The present study revealed that the established logistic regression model based on those four easily-obtained phenotypic factors exhibited good calibration and discrimination with high accuracy and precision in both the training and validation cohorts. However, the current model has several limitations. First, although the FNR of this model across training and validation sets (around 23% ~ 26%) was acceptable for a primary study, as many studies demonstrated that the predictive model’s FNR of being around 25% was tolerable especially for a preliminary study (45–47); it still showed relatively higher compared with the low FPR (around 12% ~ 18%) of the model, suggesting that the predictive model needs further refinement; perhaps it was too simplistic that all included indicators were binary variables, which can inevitably affect the model performance. Further improvements, such as introducing more polytomous variables or complicated variables into model, are required. Second, this was a pilot study, and the number of subjects enrolled in the current study was relatively small. Moreover, it is essential to establish a rigorous evaluation framework that ensures reproducibility across hospital and is independent of the individual physician’s judgment, which indicated that there have insufficient evidences to support this model could apply in the clinical practice directly; more multicenter studies (center number > 2) with a large sample size (case size > 500) and rigorous evaluation framework are needed to further validate our model. Moreover, our predictive model was based on a retrospective analysis; how it performs in prospective studies remains to be further evaluated.

Conclusion

In conclusion, we found the potential linear relationship between trio-WES-diagnostic rates and the phenotypic enrichments in g-NDDs children for the first time, indicating the possibility of applying a logistic regression model based on phenotypic features to predict the personalized diagnostic rates of using trio-WES in children with g-NDDs. However, due to the false negatives existed in the established model of this pilot study, this model could not apply directly in the clinical practice as its current form; further improvements are required to reduce false negatives toward 0%.

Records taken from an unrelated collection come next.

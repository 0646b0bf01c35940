//! API request and response types

use crate::session::{Message, Session};
use chrono::{DateTime, Utc};
use serde::{Deserialize, Serialize};

/// Request to send a chat message
#[derive(Debug, Deserialize)]
pub struct ChatRequest {
    pub text: String,
}

/// Session with its full transcript
#[derive(Debug, Serialize)]
pub struct SessionView {
    pub id: String,
    pub created_at: DateTime<Utc>,
    pub messages: Vec<Message>,
}

impl From<&Session> for SessionView {
    fn from(session: &Session) -> Self {
        Self {
            id: session.id().to_string(),
            created_at: session.created_at(),
            messages: session.transcript().all().to_vec(),
        }
    }
}

/// Response with a single session
#[derive(Debug, Serialize)]
pub struct SessionResponse {
    pub session: SessionView,
}

/// Static page metadata for the chat UI
#[derive(Debug, Clone, Serialize)]
pub struct PageInfo {
    pub title: String,
    pub icon: String,
    pub placeholder: String,
    pub model: String,
}

impl PageInfo {
    pub fn new(model: impl Into<String>) -> Self {
        Self {
            title: "Gazzi Chatbot".to_string(),
            icon: "📚".to_string(),
            placeholder: "질문을 입력해 주세요.".to_string(),
            model: model.into(),
        }
    }
}

/// Response for lifecycle actions
#[derive(Debug, Serialize)]
pub struct SuccessResponse {
    pub success: bool,
}

/// Error response
#[derive(Debug, Serialize)]
pub struct ErrorResponse {
    pub error: String,
}

impl ErrorResponse {
    pub fn new(message: impl Into<String>) -> Self {
        Self {
            error: message.into(),
        }
    }
}
use crate::core::ReportSink;
use crate::utils::error::Result;
use std::fs;
use std::path::Path;

#[derive(Debug, Clone)]
pub struct LocalReportSink {
    base_path: String,
}

impl LocalReportSink {
    pub fn new(base_path: String) -> Self {
        Self { base_path }
    }
}

impl ReportSink for LocalReportSink {
    async fn write_report(&self, name: &str, data: &[u8]) -> Result<()> {
        let full_path = Path::new(&self.base_path).join(name);

        if let Some(parent) = full_path.parent() {
            fs::create_dir_all(parent)?;
        }

        fs::write(full_path, data)?;
        Ok(())
    }
}
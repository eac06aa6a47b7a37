use thiserror::Error;

#[derive(Error, Debug)]
pub enum DrillError {
    #[error("IO error: {0}")]
    IoError(#[from] std::io::Error),

    #[error("Serialization error: {0}")]
    SerializationError(#[from] serde_json::Error),

    #[error("Configuration error: {message}")]
    ConfigError { message: String },

    #[error("Invalid value for {field}: {value} ({reason})")]
    InvalidConfigValueError {
        field: String,
        value: String,
        reason: String,
    },

    #[error("Missing required configuration field: {field}")]
    MissingConfigError { field: String },

    #[error("Input error: {message}")]
    InputError { message: String },
}

#[derive(Debug, Clone, Copy, PartialEq, Eq)]
pub enum ErrorCategory {
    Io,
    Configuration,
    Input,
    Serialization,
}

#[derive(Debug, Clone, Copy, PartialEq, Eq)]
pub enum ErrorSeverity {
    Low,
    Medium,
    High,
    Critical,
}

impl DrillError {
    pub fn category(&self) -> ErrorCategory {
        match self {
            DrillError::IoError(_) => ErrorCategory::Io,
            DrillError::SerializationError(_) => ErrorCategory::Serialization,
            DrillError::ConfigError { .. }
            | DrillError::InvalidConfigValueError { .. }
            | DrillError::MissingConfigError { .. } => ErrorCategory::Configuration,
            DrillError::InputError { .. } => ErrorCategory::Input,
        }
    }

    pub fn severity(&self) -> ErrorSeverity {
        match self {
            DrillError::IoError(_) => ErrorSeverity::Critical,
            DrillError::SerializationError(_) => ErrorSeverity::High,
            DrillError::ConfigError { .. }
            | DrillError::InvalidConfigValueError { .. }
            | DrillError::MissingConfigError { .. } => ErrorSeverity::High,
            DrillError::InputError { .. } => ErrorSeverity::Medium,
        }
    }

    pub fn recovery_suggestion(&self) -> String {
        match self {
            DrillError::IoError(_) => {
                "Check file permissions and that the output directory is writable".to_string()
            }
            DrillError::SerializationError(_) => {
                "The report could not be serialized; re-run with --verbose for details".to_string()
            }
            DrillError::ConfigError { .. } => {
                "Review the configuration file syntax and try again".to_string()
            }
            DrillError::InvalidConfigValueError { field, .. } => {
                format!("Correct the value supplied for '{}'", field)
            }
            DrillError::MissingConfigError { field } => {
                format!("Add the required field '{}' to the configuration", field)
            }
            DrillError::InputError { .. } => {
                "Enter numeric values only, and finish the list with 0".to_string()
            }
        }
    }

    pub fn user_friendly_message(&self) -> String {
        match self {
            DrillError::IoError(e) => format!("A file operation failed: {}", e),
            DrillError::SerializationError(_) => "Failed to write the drill report".to_string(),
            DrillError::ConfigError { message } => format!("Configuration problem: {}", message),
            DrillError::InvalidConfigValueError {
                field,
                value,
                reason,
            } => {
                format!("'{}' is not a valid {}: {}", value, field, reason)
            }
            DrillError::MissingConfigError { field } => {
                format!("The configuration is missing '{}'", field)
            }
            DrillError::InputError { message } => format!("Input problem: {}", message),
        }
    }
}

pub type Result<T> = std::result::Result<T, DrillError>;
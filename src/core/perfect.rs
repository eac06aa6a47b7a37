use crate::core::{ConfigProvider, Exercise, ExerciseReport, ScanOutcome};
use crate::utils::error::Result;

/// 真因數和:掃描 [1, n/2] (整數除法,含上界) 內能整除 n 的 i
/// n <= 1 時定義為 0
pub fn proper_divisor_sum(n: u64) -> u64 {
    if n <= 1 {
        return 0;
    }
    (1..=n / 2).filter(|i| n % i == 0).sum()
}

pub fn is_perfect(n: u64) -> bool {
    // 完全數是正整數,1 以下不成立
    n >= 2 && proper_divisor_sum(n) == n
}

pub fn perfect_in_range(lower: u64, upper: u64) -> Vec<u64> {
    (lower..=upper).filter(|n| is_perfect(*n)).collect()
}

pub struct PerfectExercise<C: ConfigProvider> {
    config: C,
}

impl<C: ConfigProvider> PerfectExercise<C> {
    pub fn new(config: C) -> Self {
        Self { config }
    }
}

#[async_trait::async_trait]
impl<C: ConfigProvider> Exercise for PerfectExercise<C> {
    fn name(&self) -> &'static str {
        "perfect"
    }

    async fn run(&mut self) -> Result<ExerciseReport> {
        let lower = self.config.lower();
        let upper = self.config.upper();

        // 範圍顛倒是軟性錯誤:印出診斷,不做任何計算,正常返回
        if lower > upper {
            tracing::warn!("Invalid range requested: [{}, {}]", lower, upper);
            println!(
                "Invalid range: lower bound {} exceeds upper bound {}.",
                lower, upper
            );
            return Ok(ExerciseReport::Perfect(ScanOutcome::InvalidRange {
                lower,
                upper,
            }));
        }

        tracing::debug!("Scanning [{}, {}] for perfect numbers", lower, upper);
        let perfect = perfect_in_range(lower, upper);

        println!("Perfect numbers between {} and {}:", lower, upper);
        if perfect.is_empty() {
            println!("No perfect numbers found in this range.");
        } else {
            let line = perfect
                .iter()
                .map(|n| n.to_string())
                .collect::<Vec<_>>()
                .join(" ");
            println!("{}", line);
        }

        Ok(ExerciseReport::Perfect(ScanOutcome::Scanned {
            lower,
            upper,
            perfect,
        }))
    }
}

#[cfg(test)]
mod tests {
    use super::*;

    #[test]
    fn test_proper_divisor_sum_perfect_numbers() {
        assert_eq!(proper_divisor_sum(6), 6);
        assert_eq!(proper_divisor_sum(28), 28);
        assert_eq!(proper_divisor_sum(496), 496);
    }

    #[test]
    fn test_proper_divisor_sum_non_perfect() {
        // 7 的真因數只有 1
        assert_eq!(proper_divisor_sum(7), 1);
        assert_eq!(proper_divisor_sum(12), 16);
    }

    #[test]
    fn test_proper_divisor_sum_degenerate() {
        assert_eq!(proper_divisor_sum(0), 0);
        assert_eq!(proper_divisor_sum(1), 0);
    }

    #[test]
    fn test_is_perfect() {
        assert!(is_perfect(6));
        assert!(is_perfect(28));
        assert!(!is_perfect(7));
        assert!(!is_perfect(1));
        assert!(!is_perfect(0));
    }

    #[test]
    fn test_perfect_in_default_range() {
        assert_eq!(perfect_in_range(2, 100), vec![6, 28]);
    }

    #[test]
    fn test_perfect_in_wider_range() {
        assert_eq!(perfect_in_range(2, 500), vec![6, 28, 496]);
    }

    #[test]
    fn test_perfect_in_empty_stretch() {
        assert_eq!(perfect_in_range(29, 100), Vec::<u64>::new());
    }
}
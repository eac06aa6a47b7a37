// Adapters layer: concrete implementations for external systems (console input, in-memory sources).

pub mod input;
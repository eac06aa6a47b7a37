pub mod cli;
pub mod toml_config;

use crate::core::ConfigProvider;
use crate::utils::validation::{self, Validate};
use clap::Parser;
use serde::{Deserialize, Serialize};

#[derive(Debug, Clone, Serialize, Deserialize, Parser)]
#[command(name = "numdrill")]
#[command(about = "A small console tool for number drills")]
pub struct CliConfig {
    /// Which drill to run: classify, perfect, or all
    #[arg(long, default_value = "classify")]
    pub exercise: String,

    #[arg(long, default_value = "2")]
    pub lower: u64,

    #[arg(long, default_value = "100")]
    pub upper: u64,

    /// Consecutive non-numeric entries tolerated before giving up
    #[arg(long, default_value = "3")]
    pub max_input_retries: usize,

    /// Directory to write JSON drill reports into
    #[arg(long)]
    pub output_path: Option<String>,

    #[arg(long, help = "Enable verbose output")]
    pub verbose: bool,
}

impl CliConfig {
    /// "all" 展開成固定順序:先分類再找完全數
    pub fn execution_order(&self) -> Vec<&str> {
        match self.exercise.as_str() {
            "all" => vec!["classify", "perfect"],
            other => vec![other],
        }
    }
}

impl ConfigProvider for CliConfig {
    fn lower(&self) -> u64 {
        self.lower
    }

    fn upper(&self) -> u64 {
        self.upper
    }

    fn max_input_retries(&self) -> usize {
        self.max_input_retries
    }

    fn output_path(&self) -> Option<&str> {
        self.output_path.as_deref()
    }
}

impl Validate for CliConfig {
    fn validate(&self) -> crate::utils::error::Result<()> {
        validation::validate_exercise_name("exercise", &self.exercise)?;
        validation::validate_positive_number("max_input_retries", self.max_input_retries, 1)?;

        if let Some(path) = &self.output_path {
            validation::validate_path("output_path", path)?;
        }

        // lower > upper 不是配置錯誤:交給 perfect 練習本身回報
        Ok(())
    }
}
use crate::core::{Exercise, ExerciseReport, ReportSink};
use crate::utils::error::Result;
use serde::{Deserialize, Serialize};

#[derive(Debug, Clone, Serialize, Deserialize)]
pub struct StoredReport {
    pub generated_at: chrono::DateTime<chrono::Utc>,
    pub report: ExerciseReport,
}

pub struct DrillEngine<E: Exercise> {
    exercise: E,
}

impl<E: Exercise> DrillEngine<E> {
    pub fn new(exercise: E) -> Self {
        Self { exercise }
    }

    pub async fn run(&mut self) -> Result<ExerciseReport> {
        println!("Starting '{}' drill...", self.exercise.name());

        let report = self.exercise.run().await?;
        tracing::info!("Drill '{}' completed", self.exercise.name());

        Ok(report)
    }

    /// 執行練習並把報告存成 JSON 檔
    pub async fn run_and_store<S: ReportSink>(&mut self, sink: &S) -> Result<ExerciseReport> {
        let filename = format!("{}_report.json", self.exercise.name());
        let report = self.run().await?;

        let stored = StoredReport {
            generated_at: chrono::Utc::now(),
            report: report.clone(),
        };
        let data = serde_json::to_vec_pretty(&stored)?;
        sink.write_report(&filename, &data).await?;

        tracing::info!("Report saved to: {}", filename);
        println!("Report saved to: {}", filename);

        Ok(report)
    }
}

Data availability statement

The original contributions presented in the study are included in the article/Supplementary material, further inquiries can be directed to the corresponding authors.

Ethics statement

The studies involving humans were approved by the Ethical Committee of Sun Yat-sen Memorial Hospital. The studies were conducted in accordance with the local legislation and institutional requirements. Written informed consent for participation in this study was provided by the participants’ legal guardians/next of kin.

Author contributions

RW: Conceptualization, Data curation, Formal analysis, Investigation, Methodology, Project administration, Validation, Visualization, Writing – original draft. XL: Resources, Writing – review & editing. ZM: Resources, Writing – review & editing. WT: Software, Supervision, Writing – review & editing. LL: Funding acquisition, Validation, Writing – review & editing.

Funding

The author(s) declare that no financial support was received for the research and/or publication of this article.

Acknowledgments

We thank all the children and parents for their participation in this study. We also feel grateful to Li Lin and Jianqiu Kong for their professional biostatistical supports; Yi Sun and Xiaohui Duan for their professional consultations of neurodevelopmental assessment and MRI-diagnoses on brain structure malformations.

Conflict of interest

The authors declare that the research was conducted in the absence of any commercial or financial relationships that could be construed as a potential conflict of interest.

Generative AI statement

The authors declare that no Gen AI was used in the creation of this manuscript.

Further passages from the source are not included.